Because dehydroepiandrosterone (DHEA) levels decline dramatically with aging and low DHEA levels correlate with age-related diseases, it has been suggested that old age may represent a condition of DHEA deficiency. Accordingly, there have been some studies of the effects of restoring the DHEA levels of older individuals back to the normal range in the young.

Emerging evidence from these studies shows that prasterone (DHEA replacement) may significantly enhance bone mineral density (BMD). In fact, the improvements of BMD in response to prasterone are accompanied not only by suppression of bone resorption but more importantly, stimulation of bone formation.

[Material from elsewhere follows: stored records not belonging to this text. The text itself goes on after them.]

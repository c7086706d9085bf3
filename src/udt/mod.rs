/*!
Unreliable datagram transport: short-message active messaging over the
provider's id-matched datagram exchange.

Modules and responsibilities:
- wire: the 4-byte datagram header and its encoding.
- desc: pooled descriptors carrying one exchange's send and receive sides,
  plus the retention token users hold for kept receive descriptors.
- ep: per-peer endpoints; the single-outstanding-post send path
  (`am_short`, `am_bcopy`), pending-request hooks, flush, and teardown.
- iface: the interface facade — wildcard receive rotation, probe-driven
  progress in sync and async contexts, the deferred-sync delivery FIFO,
  callback registration and dispatch, and capability queries.
*/

pub mod wire;

mod desc;
mod ep;
mod iface;

pub use desc::DescToken;
pub use iface::{AmAction, AmFlags, AmMessage, IfaceAttr, IfaceFlags, UdtIface, MAX_AM};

Thus, prasterone appears to have additional anabolic effects on the skeleton, which represents an advantage over current pharmacologic agents that only inhibit bone loss.

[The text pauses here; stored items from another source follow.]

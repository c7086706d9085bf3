/*!
Typed free-list pools for transport descriptors.

Behavior:
- Objects are built by a factory closure in batches (`grow` at a time, 128
  for the transport pools) the first time the free list runs dry, up to an
  optional cap on total allocations.
- `get` returns `None` once the cap is reached and the free list is empty;
  callers translate that to `NoResource`.
- `cleanup` checks that every allocated object came home. At interface
  teardown some descriptors may legitimately still be with the user, so the
  caller passes `leak_ok = true` and the discrepancy is only warn-logged.
*/

use log::{error, warn};

pub struct Pool<T> {
    name: &'static str,
    free: Vec<Box<T>>,
    factory: Box<dyn Fn() -> T + Send>,
    grow: usize,
    max_items: Option<usize>,
    allocated: usize,
}

impl<T> Pool<T> {
    pub fn new(
        name: &'static str,
        grow: usize,
        max_items: Option<usize>,
        factory: impl Fn() -> T + Send + 'static,
    ) -> Self {
        Self {
            name,
            free: Vec::new(),
            factory: Box::new(factory),
            grow,
            max_items,
            allocated: 0,
        }
    }

    /// Take an object from the pool, growing it if needed. `None` means the
    /// pool is at its cap and nothing is free.
    pub fn get(&mut self) -> Option<Box<T>> {
        if self.free.is_empty() {
            self.grow_batch();
        }
        self.free.pop()
    }

    /// Return an object to the free list.
    pub fn put(&mut self, item: Box<T>) {
        self.free.push(item);
    }

    fn grow_batch(&mut self) {
        let budget = match self.max_items {
            Some(max) => max.saturating_sub(self.allocated).min(self.grow),
            None => self.grow,
        };
        for _ in 0..budget {
            self.free.push(Box::new((self.factory)()));
            self.allocated += 1;
        }
    }

    /// Total objects ever allocated by this pool.
    pub fn allocated(&self) -> usize {
        self.allocated
    }

    /// Objects currently on the free list.
    pub fn available(&self) -> usize {
        self.free.len()
    }

    /// Verify pool accounting at teardown. With `leak_ok` the mismatch is
    /// expected (descriptors still held by the user) and only warn-logged.
    pub fn cleanup(&mut self, leak_ok: bool) {
        let outstanding = self.allocated - self.free.len();
        if outstanding != 0 {
            if leak_ok {
                warn!(
                    "pool {}: {} object(s) not returned at cleanup",
                    self.name, outstanding
                );
            } else {
                error!(
                    "pool {}: {} object(s) leaked at cleanup",
                    self.name, outstanding
                );
            }
        }
        self.free.clear();
    }
}

#[cfg(test)]
mod tests {
    use super::*;

    #[test]
    fn grows_in_batches_and_reuses() {
        let mut pool: Pool<u32> = Pool::new("test", 4, None, || 7);
        let a = pool.get().unwrap();
        assert_eq!(*a, 7);
        assert_eq!(pool.allocated(), 4);
        assert_eq!(pool.available(), 3);

        pool.put(a);
        assert_eq!(pool.available(), 4);

        // Drain the batch plus one more: a second batch is allocated.
        let taken: Vec<_> = (0..5).map(|_| pool.get().unwrap()).collect();
        assert_eq!(pool.allocated(), 8);
        for t in taken {
            pool.put(t);
        }
        assert_eq!(pool.available(), 8);
    }

    #[test]
    fn cap_limits_total_allocation() {
        let mut pool: Pool<u8> = Pool::new("capped", 4, Some(2), || 0);
        let a = pool.get().unwrap();
        let b = pool.get().unwrap();
        assert!(pool.get().is_none());
        assert_eq!(pool.allocated(), 2);

        pool.put(a);
        assert!(pool.get().is_some());
        pool.put(b);
    }

    #[test]
    fn cleanup_accounts_for_outstanding_objects() {
        let mut pool: Pool<u8> = Pool::new("leaky", 2, None, || 0);
        let kept = pool.get().unwrap();
        // One object is still out; leak-tolerant cleanup only logs.
        pool.cleanup(true);
        assert_eq!(pool.available(), 0);
        drop(kept);
    }
}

The osteogenic effects in elderly people are consistent with DHEA serving primarily as a precursor to active androgens and estrogens in local tissues such as bone. DHEA replacement may also increase levels of insulin-like growth factor-1, which may contribute to its anabolic effects. Although prasterone may be an effective therapy for improving BMD in both sexes, there appears to be gender differences in responses with more osteogenic effects in older women compared with older men. More studies, particularly randomized, placebo-controlled trials which include fractures as an outcome, are needed to fully define the potential utility of DHEA replacement as an anabolic intervention for age-related osteoporosis. These studies would also be important to gain information on risks associated with long-term DHEA replacement therapy. Further investigations are particularly warranted because prasterone is available over-the-counter in many countries and many older individuals are taking this hormone, without medical supervision, for its purported anti-aging properties.